SAI contends that "[p]laintiffs' claims stem solely from alleged losses arising from their dealings in bogus gold certificates with [Wolas, masquerading as Hengst], a registered representative of . . . SAI." Brief of Appellant, at 7. Further, SAI states that, "unbeknownst to [it], [Wolas, masquerading as Hengst,] had been operating a Ponzi scheme[1] selling `gold certificates' prior to his affiliation with . . . SAI and apparently continued to do so after he became registered with the firm." Brief of Appellant, at 9.
Five of the plaintiffs — M. Khris McAlister, Robert F. McCullough, Charles P. Rogers, Margaret Rogers, and William S. Ringland (the "nonsignatory plaintiffs") — never opened an account with SAI and, therefore, never signed any agreement with SAI. On the other hand, the other five plaintiffs — Adrian Ringland, Jr., Adrian Ringland III, Bertha Ringland, George Edwards, and John Taliaferro (the "signatory plaintiffs") — opened brokerage accounts with SAI, signing and receiving documents concerning those accounts. The documents were presented to the signatory plaintiffs by Wolas, who signed the documents as SAI's registered representative, using the name "Allen Hengst."
Each signatory plaintiff signed a new account application, which contains the following language directly above the client-signature line:
"I HEREBY ACKNOWLEDGE THAT I AM IN RECEIPT AND HAVE READ, UNDERSTOOD AND AGREED TO THE TERMS SET FORTH IN THE SAI CLIENT AGREEMENT AND THAT THIS ACCOUNT IS GOVERNED BY A PRE-DISPUTE ARBITRATION AGREEMENT WHICH I HAVE READ AND UNDERSTAND."
(Capitalization in original.) Additionally, George Edwards and John Taliaferro opened retirement accounts with SAI, signing applications that contain the following language directly above the customer-signature line: *1255
"I REPRESENT THAT I HAVE READ THE CUSTOMER AGREEMENT GOVERNING THIS ACCOUNT AND AGREE TO BE BOUND BY SUCH CUSTOMER AGREEMENT AS CURRENTLY IN EFFECT AND AS MAY BE AMENDED FROM TIME TO TIME. THIS ACCOUNT IS GOVERNED BY A PRE-DISPUTE ARBITRATION AGREEMENT. . . . I ACKNOWLEDGE RECEIPT OF THE PRE-DISPUTE ARBITRATION AGREEMENT."
(Capitalization in original.)
All the signatory plaintiffs established their accounts as option accounts, which required them to execute option-account agreements.
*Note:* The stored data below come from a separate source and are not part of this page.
//! Output formatting for human and JSON modes
//!
//! Every processed command produces one [`CommandReport`] that can be
//! rendered either as a plain human-readable line or as one compact JSON
//! record, so sessions can be piped to other tools.

use serde::Serialize;

/// Output mode for the session
#[derive(Debug, Clone, Copy, PartialEq, Eq, Default)]
pub enum OutputMode {
    /// Human-readable output (default)
    #[default]
    Human,
    /// One JSON object per command (machine-readable)
    Json,
}

/// Outcome of one processed command line
#[derive(Debug, Clone, PartialEq, Eq, Serialize)]
pub struct CommandReport {
    /// Whether the command succeeded
    pub success: bool,
    /// Human-readable message (confirmation or error text)
    pub message: String,
}

impl CommandReport {
    /// Report a successful command
    #[must_use]
    pub fn ok(message: impl Into<String>) -> Self {
        Self {
            success: true,
            message: message.into(),
        }
    }

    /// Report a failed command
    #[must_use]
    pub fn failed(message: impl Into<String>) -> Self {
        Self {
            success: false,
            message: message.into(),
        }
    }

    /// Render the report based on output mode
    pub fn render(&self, mode: OutputMode) {
        match mode {
            OutputMode::Human => println!("{}", self.message),
            OutputMode::Json => {
                println!("{}", serde_json::to_string(self).unwrap_or_default());
            },
        }
    }
}
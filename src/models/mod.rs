//! Domain models for classreg
//!
//! Pure data structures with no I/O dependencies.
//!
//! - [`Classroom`] - a named aggregate of students and assignments
//! - [`Student`] - an enrolled student, identified by free-text ID
//! - [`Assignment`] - a schedulable unit of work with a submitted flag

mod assignment;
mod classroom;
mod student;

pub use assignment::Assignment;
pub use classroom::Classroom;
pub use student::Student;
//! classreg - A CLI registry that tracks virtual classrooms, enrolled
//! students, and scheduled assignments
//!
//! This library provides the in-memory registry, the line-oriented command
//! grammar, and the interactive loop that ties them together. The binary is
//! a thin clap wrapper around [`repl::run`].

// Deny all clippy warnings in this crate
#![deny(
    clippy::all,
    clippy::pedantic,
    clippy::nursery,
    missing_docs,
    missing_debug_implementations,
    missing_copy_implementations,
    trivial_casts,
    trivial_numeric_casts,
    unsafe_code,
    unused_import_braces,
    unused_qualifications
)]
// Allow some pedantic lints that are too noisy or not applicable
#![allow(
    clippy::module_name_repetitions,
    clippy::missing_errors_doc,
    clippy::cargo_common_metadata
)]

/// Library version
pub const VERSION: &str = env!("CARGO_PKG_VERSION");

pub mod models;
pub mod output;
pub mod registry;
pub mod repl;
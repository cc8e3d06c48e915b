//! CLI definitions and entry point

use std::io;

use clap::Parser;

use classreg::output::OutputMode;
use classreg::registry::Registry;
use classreg::repl;

/// classreg - Interactive registry of classrooms, students, and assignments
#[derive(Parser, Debug, Clone, Copy)]
#[command(
    name = "classreg",
    version,
    about = "Interactive registry of classrooms, students, and assignments",
    long_about = "Track virtual classrooms from the command line.\n\n\
                  Commands are read one per line from standard input:\n\
                  add_classroom, add_student, schedule_assignment,\n\
                  submit_assignment, exit."
)]
pub struct Cli {
    /// Enable verbose output
    #[arg(short, long)]
    pub verbose: bool,

    /// Output one JSON record per command (machine-readable)
    #[arg(long)]
    pub json: bool,
}

/// Run the CLI
pub fn run() -> anyhow::Result<()> {
    let cli = Cli::parse();

    if cli.verbose {
        env_logger::Builder::from_env(env_logger::Env::default().default_filter_or("debug")).init();
    } else {
        env_logger::Builder::from_env(env_logger::Env::default().default_filter_or("info")).init();
    }

    let output_mode = if cli.json {
        OutputMode::Json
    } else {
        OutputMode::Human
    };

    let mut registry = Registry::new();
    let stdin = io::stdin();
    repl::run(stdin.lock(), &mut registry, output_mode)
}
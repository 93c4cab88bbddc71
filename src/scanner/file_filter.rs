use crate::config::ScanConfig;
use crate::error::Result;
use regex::Regex;
use std::path::Path;

pub struct FileFilter {
    suffix: String,
    exclude_dirs: Vec<String>,
    exclude_patterns: Vec<Regex>,
}

impl FileFilter {
    pub fn new(config: &ScanConfig) -> Result<Self> {
        let exclude_patterns = config
            .exclude_patterns
            .iter()
            .map(|pattern| Regex::new(pattern))
            .collect::<std::result::Result<Vec<_>, _>>()?;

        Ok(Self {
            suffix: config.suffix.clone(),
            exclude_dirs: config.exclude_dirs.clone(),
            exclude_patterns,
        })
    }

    /// Exact, case-sensitive suffix test on a bare file name.
    pub fn matches_name(&self, file_name: &str) -> bool {
        file_name.ends_with(&self.suffix)
    }

    pub fn matches(&self, path: &Path) -> bool {
        path.file_name()
            .map(|name| self.matches_name(&name.to_string_lossy()))
            .unwrap_or(false)
    }

    /// `path` is relative to the scan root, so patterns never see the
    /// root's own ancestors.
    pub fn should_traverse_directory(&self, path: &Path) -> bool {
        if let Some(dir_name) = path.file_name().and_then(|s| s.to_str()) {
            if self.exclude_dirs.iter().any(|exclude| exclude == dir_name) {
                return false;
            }
        }

        let path_str = path.to_string_lossy();
        !self
            .exclude_patterns
            .iter()
            .any(|pattern| pattern.is_match(&path_str))
    }
}

#[cfg(test)]
mod tests {
    use super::*;

    fn create_test_config() -> ScanConfig {
        ScanConfig {
            suffix: ".swift".to_string(),
            exclude_dirs: vec!["Pods".to_string(), ".build".to_string()],
            exclude_patterns: vec![r"DerivedData".to_string()],
            max_depth: None,
        }
    }

    #[test]
    fn test_suffix_matching() {
        let filter = FileFilter::new(&create_test_config()).unwrap();

        assert!(filter.matches(Path::new("Board.swift")));
        assert!(filter.matches(Path::new("AR-TicTacToe/GameState.swift")));
        assert!(filter.matches(Path::new(".swift")));

        assert!(!filter.matches(Path::new("getcodetext.py")));
        assert!(!filter.matches(Path::new("Board.swift.orig")));
        assert!(!filter.matches(Path::new("swift")));
    }

    #[test]
    fn test_suffix_is_case_sensitive() {
        let filter = FileFilter::new(&create_test_config()).unwrap();

        assert!(!filter.matches(Path::new("Board.SWIFT")));
        assert!(!filter.matches(Path::new("Board.Swift")));
    }

    #[test]
    fn test_suffix_is_plain_string_not_extension() {
        let mut config = create_test_config();
        config.suffix = "_test.rs".to_string();
        let filter = FileFilter::new(&config).unwrap();

        assert!(filter.matches_name("parser_test.rs"));
        assert!(!filter.matches_name("parser.rs"));
    }

    #[test]
    fn test_directory_traversal_rules() {
        let filter = FileFilter::new(&create_test_config()).unwrap();

        assert!(filter.should_traverse_directory(Path::new("Sources")));
        assert!(filter.should_traverse_directory(Path::new(".git")));

        assert!(!filter.should_traverse_directory(Path::new("Pods")));
        assert!(!filter.should_traverse_directory(Path::new("app/.build")));
        assert!(!filter.should_traverse_directory(Path::new("build/DerivedData/x")));

        // Exclusion by name is exact
        assert!(filter.should_traverse_directory(Path::new("pods")));
    }

    #[test]
    fn test_invalid_pattern_is_rejected() {
        let mut config = create_test_config();
        config.exclude_patterns = vec!["(".to_string()];
        assert!(FileFilter::new(&config).is_err());
    }
}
Those agreements contain the following language directly above the customer-signature line:
"I REPRESENT THAT I HAVE READ THE TERMS AND CONDITIONS GOVERNING THIS ACCOUNT AND AGREE TO BE BOUND BY SUCH TERMS AND CONDITIONS AS CURRENTLY IN EFFECT AND AS MAY BE AMENDED FROM TIME TO TIME. THIS ACCOUNT IS GOVERNED BY A PRE-DISPUTE ARBITRATION AGREEMENT. . . . I ACKNOWLEDGE RECEIPT OF THE PRE-DISPUTE ARBITRATION AGREEMENT."
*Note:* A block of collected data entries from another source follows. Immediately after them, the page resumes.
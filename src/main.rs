use clap::Parser;
use codetext::{Cli, CodeText, CodeTextError, OutputFormatter, OutputMode, UserFriendlyError};
use std::process;
use tracing_subscriber::EnvFilter;

fn main() {
    let exit_code = run();
    process::exit(exit_code);
}

fn run() -> i32 {
    let cli = Cli::parse();
    setup_logging(&cli);

    if cli.generate_config {
        return handle_generate_config(&cli);
    }

    let codetext = match CodeText::from_cli(&cli) {
        Ok(codetext) => codetext,
        Err(e) => {
            print_startup_error(&cli, &e);
            return e.exit_code();
        }
    };

    if cli.dry_run {
        return handle_dry_run(&cli, &codetext);
    }

    match codetext.combine_tree(&cli.root) {
        Ok(report) => {
            codetext.output_formatter().print_combine_report(&report);
            0
        }
        Err(e) => {
            tracing::debug!(error = ?e, "combine failed");
            codetext.handle_error(&e);
            e.exit_code()
        }
    }
}

fn handle_generate_config(cli: &Cli) -> i32 {
    let config_path = cli
        .config
        .as_ref()
        .map(|p| p.to_string_lossy().to_string())
        .unwrap_or_else(|| "codetext.toml".to_string());

    match CodeText::generate_sample_config(&config_path) {
        Ok(()) => {
            println!("Generated sample configuration file: {}", config_path);
            println!("\nTo use this configuration:");
            println!("  codetext <root> --config {}", config_path);
            0
        }
        Err(e) => {
            eprintln!("Failed to generate configuration file: {}", e.user_message());
            if let Some(suggestion) = e.suggestion() {
                eprintln!("Suggestion: {}", suggestion);
            }
            1
        }
    }
}

fn handle_dry_run(cli: &Cli, codetext: &CodeText) -> i32 {
    let formatter = codetext.output_formatter();
    let config = codetext.config();

    formatter.info("DRY RUN MODE - the output file will not be written");
    formatter.info(&format!("Suffix: {}", config.scan.suffix));
    formatter.info(&format!("Output: {}", config.output.path.display()));
    if !config.scan.exclude_dirs.is_empty() {
        formatter.info(&format!(
            "Excluded directories: {}",
            config.scan.exclude_dirs.join(", ")
        ));
    }

    match codetext.plan(&cli.root) {
        Ok(files) => {
            formatter.print_file_list(&files);
            if files.is_empty() {
                formatter.warning(&format!(
                    "No files ending in '{}' found under {}",
                    config.scan.suffix,
                    cli.root.display()
                ));
            }
            0
        }
        Err(e) => {
            codetext.handle_error(&e);
            e.exit_code()
        }
    }
}

fn print_startup_error(cli: &Cli, error: &CodeTextError) {
    let formatter = OutputFormatter::new(OutputMode::from(cli.output_format), 0, false);
    formatter.print_user_friendly_error(error);
}

fn setup_logging(cli: &Cli) {
    let filter = EnvFilter::try_from_default_env()
        .unwrap_or_else(|_| EnvFilter::new(cli.log_directive()));

    // Stdout carries the report; diagnostics go to stderr
    let _ = tracing_subscriber::fmt()
        .with_env_filter(filter)
        .with_writer(std::io::stderr)
        .with_target(false)
        .try_init();
}
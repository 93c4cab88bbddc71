use crate::error::{CodeTextError, Result};
use std::sync::atomic::{AtomicBool, Ordering};
use std::sync::Arc;

pub struct GracefulShutdown {
    running: Arc<AtomicBool>,
}

impl GracefulShutdown {
    pub fn new() -> Result<Self> {
        let running = Arc::new(AtomicBool::new(true));
        let shutdown_message_shown = Arc::new(AtomicBool::new(false));

        let running_clone = running.clone();
        let message_shown_clone = shutdown_message_shown.clone();

        ctrlc::set_handler(move || {
            running_clone.store(false, Ordering::SeqCst);

            if !message_shown_clone.swap(true, Ordering::SeqCst) {
                eprintln!("\nStopping after the current file... (press Ctrl+C again to force exit)");
            } else {
                eprintln!("\nForce stopping...");
                std::process::exit(130);
            }
        })
        .map_err(|e| CodeTextError::Config {
            message: format!("Failed to set signal handler: {}", e),
        })?;

        Ok(Self { running })
    }

    /// No signal handler registration; safe to construct many times.
    pub fn new_for_test() -> Self {
        Self {
            running: Arc::new(AtomicBool::new(true)),
        }
    }

    pub fn is_running(&self) -> bool {
        self.running.load(Ordering::SeqCst)
    }

    pub fn check_shutdown(&self) -> Result<()> {
        if !self.is_running() {
            return Err(CodeTextError::Cancelled);
        }
        Ok(())
    }

    pub fn request_shutdown(&self) {
        self.running.store(false, Ordering::SeqCst);
    }
}

#[cfg(test)]
mod tests {
    use super::*;

    #[test]
    fn test_shutdown_state_management() {
        let shutdown = GracefulShutdown::new_for_test();

        assert!(shutdown.is_running());
        assert!(shutdown.check_shutdown().is_ok());

        shutdown.request_shutdown();
        assert!(!shutdown.is_running());
        assert!(matches!(
            shutdown.check_shutdown(),
            Err(CodeTextError::Cancelled)
        ));

        // Stays stopped once requested
        shutdown.request_shutdown();
        assert!(!shutdown.is_running());
    }
}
(Capitalization in original.)
The predispute arbitration agreement contained in the SAI customer agreement, which agreement is referenced in the separate agreements executed by all the signatory plaintiffs, provides in pertinent part:
"I AGREE THAT ALL CONTROVERSIES THAT MAY ARISE BETWEEN US CONCERNING ANY ORDER OR TRANSACTION, OR THE CONTINUATION, PERFORMANCE OR BREACH OF THIS OR ANY OTHER AGREEMENT BETWEEN US, WHETHER ENTERED INTO BEFORE, ON, OR AFTER THE DATE THIS ACCOUNT IS OPENED, SHALL BE DETERMINED BY ARBITRATION BEFORE A PANEL OF INDEPENDENT ARBITRATORS SET UP BY EITHER THE NEW YORK STOCK EXCHANGE, INC., OR NATIONAL ASSOCIATION OF SECURITIES DEALERS, INC., AS I MAY DESIGNATE."
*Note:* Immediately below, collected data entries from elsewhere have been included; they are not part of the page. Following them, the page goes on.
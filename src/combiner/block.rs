use std::io::{self, Write};

const MARKER_FILL: &str = "-----";

pub fn start_marker(file_name: &str) -> String {
    format!("{} Start of {} {}", MARKER_FILL, file_name, MARKER_FILL)
}

pub fn end_marker(file_name: &str) -> String {
    format!("{} End of {} {}", MARKER_FILL, file_name, MARKER_FILL)
}

/// Writes one framed block and returns the number of bytes written.
///
/// Layout: start marker line, the raw contents, a newline, end marker line,
/// blank line. Contents that already end in a newline still get the extra one.
pub fn write_block<W: Write>(writer: &mut W, file_name: &str, contents: &str) -> io::Result<u64> {
    let start = start_marker(file_name);
    let end = end_marker(file_name);

    writer.write_all(start.as_bytes())?;
    writer.write_all(b"\n")?;
    writer.write_all(contents.as_bytes())?;
    writer.write_all(b"\n")?;
    writer.write_all(end.as_bytes())?;
    writer.write_all(b"\n\n")?;

    Ok((start.len() + contents.len() + end.len() + 4) as u64)
}

#[cfg(test)]
mod tests {
    use super::*;

    #[test]
    fn test_markers() {
        assert_eq!(start_marker("Board.swift"), "----- Start of Board.swift -----");
        assert_eq!(end_marker("Board.swift"), "----- End of Board.swift -----");
    }

    #[test]
    fn test_block_layout() {
        let mut out = Vec::new();
        let written = write_block(&mut out, "b.ext", "hello").unwrap();

        let expected = "----- Start of b.ext -----\nhello\n----- End of b.ext -----\n\n";
        assert_eq!(String::from_utf8(out).unwrap(), expected);
        assert_eq!(written, expected.len() as u64);
    }

    #[test]
    fn test_trailing_newline_is_not_collapsed() {
        let mut out = Vec::new();
        write_block(&mut out, "a.ext", "line\n").unwrap();

        assert_eq!(
            String::from_utf8(out).unwrap(),
            "----- Start of a.ext -----\nline\n\n----- End of a.ext -----\n\n"
        );
    }

    #[test]
    fn test_empty_contents() {
        let mut out = Vec::new();
        write_block(&mut out, "empty.ext", "").unwrap();

        assert_eq!(
            String::from_utf8(out).unwrap(),
            "----- Start of empty.ext -----\n\n----- End of empty.ext -----\n\n"
        );
    }
}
(Capitalization in original.)
On December 13, 2001, SAI answered the complaint. It asserted as a defense that "[p]laintiffs' claims are subject to mandatory arbitration agreements." On that same date, SAI filed a motion to dismiss, or, alternatively, to stay the proceedings and compel arbitration. SAI attached to that motion the affidavit of Kevin Zemann, its director of regional supervision, to which were attached copies of those documents signed and/or received by the signatory plaintiffs.
On December 19, 2001, SAI filed a brief in support of its motion to compel arbitration. The brief was accompanied by the affidavit of Lamar S. Jones, SAI's vice *1256 president and chief operations officer. That affidavit described the interstate nature of SAI's business, as well as the interstate aspects of a sale-of-securities transaction.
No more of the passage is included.